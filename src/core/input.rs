//! Decoding of raw terminal input into keys, text, and bracketed pastes.

const PASTE_START: &str = "\x1b[200~";
const PASTE_END: &str = "\x1b[201~";

/// A decoded non-text key press.
#[derive(Debug, Clone, Copy, PartialEq, Eq, Hash)]
pub enum Key {
    Enter,
    Tab,
    BackTab,
    Backspace,
    Escape,
    Up,
    Down,
    Left,
    Right,
    Home,
    End,
    PageUp,
    PageDown,
    Delete,
    /// Control chord with a lowercase ASCII letter, e.g. `Ctrl('c')`.
    Ctrl(char),
    /// Alt (meta) chord, sent as ESC followed by the character.
    Alt(char),
}

/// Input event delivered to the application.
#[derive(Debug, Clone, PartialEq, Eq)]
pub enum InputEvent {
    Key(Key),
    /// A run of printable characters typed in one chunk.
    Text(String),
    /// Bracketed paste contents, verbatim.
    Paste(String),
}

/// Splits one chunk read from the terminal into input events.
///
/// Unknown escape sequences are dropped. A trailing lone ESC is reported as
/// [`Key::Escape`].
pub fn parse_input_events(data: &str) -> Vec<InputEvent> {
    let mut events = Vec::new();
    let mut remaining = data;

    while !remaining.is_empty() {
        let Some(start) = remaining.find(PASTE_START) else {
            parse_keys_and_text(remaining, &mut events);
            break;
        };

        parse_keys_and_text(&remaining[..start], &mut events);
        let after_start = &remaining[start + PASTE_START.len()..];
        match after_start.find(PASTE_END) {
            Some(end) => {
                events.push(InputEvent::Paste(after_start[..end].to_string()));
                remaining = &after_start[end + PASTE_END.len()..];
            }
            None => {
                events.push(InputEvent::Paste(after_start.to_string()));
                break;
            }
        }
    }

    events
}

fn parse_keys_and_text(data: &str, events: &mut Vec<InputEvent>) {
    let mut text = String::new();
    let mut chars = data.char_indices().peekable();

    while let Some((index, ch)) = chars.next() {
        let key = match ch {
            '\x1b' => {
                let rest = &data[index + 1..];
                match parse_escape(rest) {
                    Some((key, consumed)) => {
                        // Skip the characters that belong to the escape sequence.
                        let target = index + 1 + consumed;
                        while chars.peek().is_some_and(|(next, _)| *next < target) {
                            chars.next();
                        }
                        key
                    }
                    None => None,
                }
            }
            '\r' | '\n' => Some(Key::Enter),
            '\t' => Some(Key::Tab),
            '\x7f' | '\x08' => Some(Key::Backspace),
            '\x01'..='\x1a' => Some(Key::Ctrl(char::from(b'a' + (ch as u8 - 1)))),
            ch if ch.is_control() => None,
            ch => {
                text.push(ch);
                continue;
            }
        };

        if !text.is_empty() {
            events.push(InputEvent::Text(std::mem::take(&mut text)));
        }
        if let Some(key) = key {
            events.push(InputEvent::Key(key));
        }
    }

    if !text.is_empty() {
        events.push(InputEvent::Text(text));
    }
}

/// Parses the bytes following an ESC. Returns the key (if recognized) and the
/// number of bytes consumed after the ESC.
fn parse_escape(rest: &str) -> Option<(Option<Key>, usize)> {
    let mut chars = rest.chars();
    match chars.next() {
        None => Some((Some(Key::Escape), 0)),
        Some('\x1b') => Some((Some(Key::Escape), 0)),
        Some('[') => {
            let body = &rest[1..];
            let end = body.find(|ch: char| ('\x40'..='\x7e').contains(&ch))?;
            let params = &body[..end];
            let final_char = body[end..].chars().next()?;
            Some((csi_key(params, final_char), 1 + end + final_char.len_utf8()))
        }
        Some('O') => {
            let final_char = chars.next()?;
            let key = match final_char {
                'A' => Some(Key::Up),
                'B' => Some(Key::Down),
                'C' => Some(Key::Right),
                'D' => Some(Key::Left),
                'H' => Some(Key::Home),
                'F' => Some(Key::End),
                _ => None,
            };
            Some((key, 1 + final_char.len_utf8()))
        }
        Some(ch) if !ch.is_control() => Some((Some(Key::Alt(ch)), ch.len_utf8())),
        Some(_) => Some((Some(Key::Escape), 0)),
    }
}

fn csi_key(params: &str, final_char: char) -> Option<Key> {
    match (params, final_char) {
        (_, 'A') => Some(Key::Up),
        (_, 'B') => Some(Key::Down),
        (_, 'C') => Some(Key::Right),
        (_, 'D') => Some(Key::Left),
        (_, 'H') => Some(Key::Home),
        (_, 'F') => Some(Key::End),
        ("", 'Z') => Some(Key::BackTab),
        ("1" | "7", '~') => Some(Key::Home),
        ("4" | "8", '~') => Some(Key::End),
        ("3", '~') => Some(Key::Delete),
        ("5", '~') => Some(Key::PageUp),
        ("6", '~') => Some(Key::PageDown),
        _ => None,
    }
}
use std::path::{Path, PathBuf};

pub const DATA_DIR: &str = ".cog";
pub const DATABASE_FILE: &str = "conversations.db";

#[must_use]
pub fn default_database_path(home: &Path) -> PathBuf {
    home.join(DATA_DIR).join(DATABASE_FILE)
}

#[cfg(test)]
mod tests {
    use super::*;

    #[test]
    fn database_lives_under_home_data_dir() {
        assert_eq!(
            default_database_path(Path::new("/home/ada")),
            PathBuf::from("/home/ada/.cog/conversations.db")
        );
    }
}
────────
> Activity:
Your reply is to repeat, unchanged, the lines above running from the one with "chars.next();" up to and including the one with "Some((key, 1 +".

> Solution to this exercise:
                            chars.next();
                        }
                        key
                    }
                    None => None,
                }
            }
            '\r' | '\n' => Some(Key::Enter),
            '\t' => Some(Key::Tab),
            '\x7f' | '\x08' => Some(Key::Backspace),
            '\x01'..='\x1a' => Some(Key::Ctrl(char::from(b'a' + (ch as u8 - 1)))),
            ch if ch.is_control() => None,
            ch => {
                text.push(ch);
                continue;
            }
        };

        if !text.is_empty() {
            events.push(InputEvent::Text(std::mem::take(&mut text)));
        }
        if let Some(key) = key {
            events.push(InputEvent::Key(key));
        }
    }

    if !text.is_empty() {
        events.push(InputEvent::Text(text));
    }
}

/// Parses the bytes following an ESC. Returns the key (if recognized) and the
/// number of bytes consumed after the ESC.
fn parse_escape(rest: &str) -> Option<(Option<Key>, usize)> {
    let mut chars = rest.chars();
    match chars.next() {
        None => Some((Some(Key::Escape), 0)),
        Some('\x1b') => Some((Some(Key::Escape), 0)),
        Some('[') => {
            let body = &rest[1..];
            let end = body.find(|ch: char| ('\x40'..='\x7e').contains(&ch))?;
            let params = &body[..end];
            let final_char = body[end..].chars().next()?;
            Some((csi_key(params, final_char), 1 + end + final_char.len_utf8()))
        }
        Some('O') => {
            let final_char = chars.next()?;
            let key = match final_char {
                'A' => Some(Key::Up),
                'B' => Some(Key::Down),
                'C' => Some(Key::Right),
                'D' => Some(Key::Left),
                'H' => Some(Key::Home),
                'F' => Some(Key::End),
                _ => None,
            };
            Some((key, 1 + final_char.len_utf8()))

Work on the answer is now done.